The web site for Mother Jones, like a lot of news sites these days, has an area soliciting tips from would-be sources. “Got a scoop?” it reads. “Send our team of investigative reporters a note.”
The 47 percent video did not come through the tip box. (You can read the full back story here). But its publication, says Corn, has since resulted in a slew of new material coming through the web site. “In the last few months there’s certainly been an uptick in the emails to the Scoop Box,” says Corn. “That brings in a steady stream. Several of which have been tapes.”

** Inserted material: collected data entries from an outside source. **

impl TryFrom<RawRequirements> for Requirements {
    type Error = String;

    fn try_from(raw: RawRequirements) -> Result<Self, Self::Error> {
        if raw.needs_safety_check.is_none()
            && raw.needs_deficiency_check.is_none()
            && raw.needs_recommendations.is_none()
        {
            return Err("no requirement flags present".to_string());
        }
        Ok(Self {
            needs_safety_check: raw.needs_safety_check.unwrap_or(false),
            needs_deficiency_check: raw.needs_deficiency_check.unwrap_or(false),
            needs_recommendations: raw.needs_recommendations.unwrap_or(false),
            reasoning: raw.reasoning,
        })
    }
}

impl Requirements {
    /// 解析失败时的保守默认：只做安全检查
    pub fn safety_only() -> Self {
        Self {
            needs_safety_check: true,
            needs_deficiency_check: false,
            needs_recommendations: false,
            reasoning: "Could not parse LLM intent, defaulting to safety check".to_string(),
        }
    }

    /// 按固定顺序列出需要的检查
    pub fn required(&self) -> Vec<CheckKind> {
        [
            (self.needs_safety_check, CheckKind::Safety),
            (self.needs_deficiency_check, CheckKind::Deficiency),
            (self.needs_recommendations, CheckKind::Recommendation),
        ]
        .into_iter()
        .filter_map(|(needed, kind)| needed.then_some(kind))
        .collect()
    }
}

/// 决策输入（纯数据，便于单测）
#[derive(Debug, Clone)]
pub struct Progress {
    pub pending: Vec<CheckKind>,
    pub confidence: f64,
    pub needs_clarification: bool,
    /// 本次调用前的 iterations
    pub iterations: u32,
}

/// 首个命中的规则胜出
pub fn decide(progress: &Progress, settings: &SupervisorSettings) -> (Decision, String) {
    if progress.needs_clarification {
        return (
            Decision::Clarify,
            "Entities are ambiguous and need user clarification".to_string(),
        );
    }
    if let Some(kind) = progress.pending.first() {
        return match kind {
            CheckKind::Safety => (
                Decision::CheckSafety,
                "Safety check needed based on question analysis".to_string(),
            ),
            CheckKind::Deficiency => (
                Decision::CheckDeficiency,
                "Deficiency analysis needed based on question analysis".to_string(),
            ),
            CheckKind::Recommendation => (
                Decision::GetRecommendations,
                "Recommendations requested by user".to_string(),
            ),
        };
    }
    if progress.confidence < settings.confidence_threshold
        && progress.iterations < settings.evidence_loop_limit
    {
        return (
            Decision::NeedMoreEvidence,
            format!(
                "Confidence too low ({:.2}), need more investigation",
                progress.confidence
            ),
        );
    }
    if progress.confidence < settings.confidence_threshold {
        return (
            Decision::Synthesize,
            format!(
                "Evidence loop limit reached at low confidence ({:.2}), synthesizing anyway",
                progress.confidence
            ),
        );
    }
    (
        Decision::Synthesize,
        "All required checks complete with sufficient confidence".to_string(),
    )
}

pub struct Supervisor {
    llm: Arc<dyn LlmClient>,
    extractor: EntityExtractor,
    normalizer: EntityNormalizer,
    settings: SupervisorSettings,
}

impl Supervisor {
    pub fn new(
        llm: Arc<dyn LlmClient>,
        extractor: EntityExtractor,
        normalizer: EntityNormalizer,
        settings: SupervisorSettings,
    ) -> Self {
        Self {
            llm,
            extractor,
            normalizer,
            settings,
        }
    }

    pub fn settings(&self) -> &SupervisorSettings {
        &self.settings
    }

    /// 一次 Supervisor 调用
    pub async fn step(&self, mut state: ConversationState) -> ConversationState {
        if !state.entities_extracted {
            if let Err(e) = self.extract_entities(&mut state).await {
                tracing::error!("Entity extraction failed: {}", e);
                let reasoning = format!("Cannot continue: {}", e);
                state.error_message = Some(e.to_string());
                return self.commit(state, Decision::Synthesize, reasoning);
            }
        }

        let requirements = self.analyze_requirements(&state).await;
        state.evidence_chain.push(format!(
            "Requirements: safety={}, deficiency={}, recommendations={} ({})",
            requirements.needs_safety_check,
            requirements.needs_deficiency_check,
            requirements.needs_recommendations,
            requirements.reasoning
        ));

        let confidence = state.recompute_confidence();
        let progress = Progress {
            pending: requirements
                .required()
                .into_iter()
                .filter(|k| !state.is_checked(*k))
                .collect(),
            confidence,
            needs_clarification: state.has_ambiguous_entities() && !state.clarification_requested,
            iterations: state.iterations(),
        };
        let (decision, reasoning) = decide(&progress, &self.settings);
        self.commit(state, decision, reasoning)
    }

    fn commit(
        &self,
        mut state: ConversationState,
        decision: Decision,
        reasoning: String,
    ) -> ConversationState {
        let iteration = state.bump_iterations();
        tracing::info!(
            "Supervisor decision [iteration {}]: {} ({})",
            iteration,
            decision,
            reasoning
        );
        state.evidence_chain.push(format!(
            "Supervisor [iteration {}]: {} - {}",
            iteration, decision, reasoning
        ));
        state.supervisor_decision = Some(decision);
        state.supervisor_reasoning = Some(reasoning);
        state
    }

    /// 抽取 + 规范化；推理服务调用失败或图查询失败返回错误
    async fn extract_entities(&self, state: &mut ConversationState) -> Result<(), WorkflowError> {
        let extracted = match self.extractor.extract(state.question()).await? {
            Some(entities) => entities,
            None => {
                state
                    .evidence_chain
                    .push("Entity extraction: unparseable output, continuing with profile only");
                Default::default()
            }
        };
        state.extracted_entities = extracted;

        let medications = dedup_names(
            state
                .extracted_entities
                .medications
                .iter()
                .chain(state.profile().medications.iter())
                .cloned(),
        );
        let supplements = dedup_names(
            state
                .extracted_entities
                .supplements
                .iter()
                .chain(state.profile().supplements.iter())
                .cloned(),
        );

        for (kind, names) in [
            (EntityKind::Medication, medications),
            (EntityKind::Supplement, supplements),
        ] {
            for name in names {
                match self.normalizer.normalize(&name, kind).await {
                    Ok(entity) => {
                        let kind_label = format!("normalize_{}", kind);
                        state.log_query(kind_label, entity.candidates.len(), true);
                        tracing::debug!(
                            "Normalized {} '{}' -> {:?} ({})",
                            kind,
                            name,
                            entity.confidence_tier,
                            entity.match_type
                        );
                        state.push_normalized(entity);
                    }
                    Err(e) => {
                        state.log_query(format!("normalize_{}", kind), 0, false);
                        return Err(e.into());
                    }
                }
            }
        }

        state.normalized_dietary_restrictions = dedup_names(
            state
                .extracted_entities
                .dietary_restrictions
                .iter()
                .chain(state.profile().dietary_restrictions.iter())
                .cloned(),
        );
        state.entities_extracted = true;

        let ambiguous = state.normalized_entities().filter(|e| e.is_ambiguous()).count();
        state.evidence_chain.push(format!(
            "Entities: {} medication(s), {} supplement(s), {} dietary restriction(s), {} ambiguous",
            state.normalized_medications.len(),
            state.normalized_supplements.len(),
            state.normalized_dietary_restrictions.len(),
            ambiguous
        ));
        Ok(())
    }

    fn requirements_prompt(state: &ConversationState) -> String {
        let or_none = |names: Vec<String>| {
            if names.is_empty() {
                "none".to_string()
            } else {
                names.join(", ")
            }
        };
        format!(
            r#"{REQUIREMENTS_PROMPT_HEADER}

Question: "{question}"

User Profile:
- Medications: {medications}
- Supplements: {supplements}
- Conditions: {conditions}
- Dietary restrictions: {diet}

Determine what needs to be checked:
1. Safety check? (drug-supplement interactions)
2. Deficiency analysis? (nutrient gaps from diet/medications)
3. Supplement recommendations? (suggestions for conditions/symptoms)

Return ONLY JSON:
{{
    "needs_safety_check": true/false,
    "needs_deficiency_check": true/false,
    "needs_recommendations": true/false,
    "reasoning": "brief explanation"
}}"#,
            question = state.question(),
            medications = or_none(state.medication_names()),
            supplements = or_none(state.supplement_names()),
            conditions = or_none(dedup_names(
                state
                    .extracted_entities
                    .conditions
                    .iter()
                    .chain(state.profile().conditions.iter())
                    .cloned()
            )),
            diet = or_none(state.dietary_restrictions()),
        )
    }

    /// 需求分析；调用失败或输出无法解析时退回 safety_only
    pub async fn analyze_requirements(&self, state: &ConversationState) -> Requirements {
        let prompt = Self::requirements_prompt(state);
        match self
            .llm
            .complete_prompt(&prompt, self.settings.requirements_max_tokens)
            .await
        {
            Ok(raw) => parse_lenient::<Requirements>(&raw).unwrap_or_else(|| {
                tracing::warn!("Unparseable requirement analysis, defaulting to safety check");
                Requirements::safety_only()
            }),
            Err(e) => {
                tracing::warn!("Requirement analysis failed ({}), defaulting to safety check", e);
                Requirements::safety_only()
            }
        }
    }
}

Many of the submitted tapes have been unusable. “There have been a couple tapes, or recording type stories, that people have contacted us about that I haven’t been able to turn into stories,” says Corn. “That’s either because I couldn’t fully attain access to the video or I couldn’t confirm what it was suspected to be.”
This week’s video—in which GOP consultant Frank Luntz explains to a group of University of Pennsylvania students his theory on how talk radio powerbrokers Rush Limbaugh and Mark Levin are hurting the Republican party—first came to Mother Jones’ attention through the web site. The tip came from Aakash Abbi, an undergraduate, who recorded Luntz’s off-the-record remarks on his iPhone. Why did Abbi reach out to Mother Jones?
Reached via Facebook, Abbi explains that he is not a Mother Jones subscriber. He first heard of the publication because of the 47 percent video. According to Abbi, after he recorded Luntz, he reached out to a number of news organizations, including ThinkProgress. “Mother Jones was honestly just one of the first organizations to come to mind, admittedly because of their breaking of Mitt Romney’s 47% video,” Abbi says.
Mother Jones was the first to respond. “We monitor the Scoop Box rather assiduously,” says Corn. “I quickly sent him a note back, and said, ‘what do you have?’ We worked it out from there.”
Mother Jones is a nonprofit news organization supported by subscriptions, advertising, and donations. Recently some observers have questioned the inflated news value of the secret-tape genre. “I just wonder if the ‘secrecy’ sauce, like the over-use of anonymity in D.C. politics stories, leads people to overrate certain information,” David Weigel writes in Slate.
Corn says the tapes are good for business. “The more traffic you get, the more recognition you get, the more tips you get, the more mentions in the media you get, the more satisfaction people who support the magazine get, the more donations you get, the more reporters you can hire,” he says. “In days gone by, only a couple of media outlets would be able to use material like this and be able to present a story in this fashion. What we showed with the 47 percent tape is that we can make that story go as big as anybody. It’s hard to imagine that story being any bigger if The Washington Post, or the New York Times or CBS News has broken that story first. We’ve demonstrated that we’re open to this and we can do a good job.”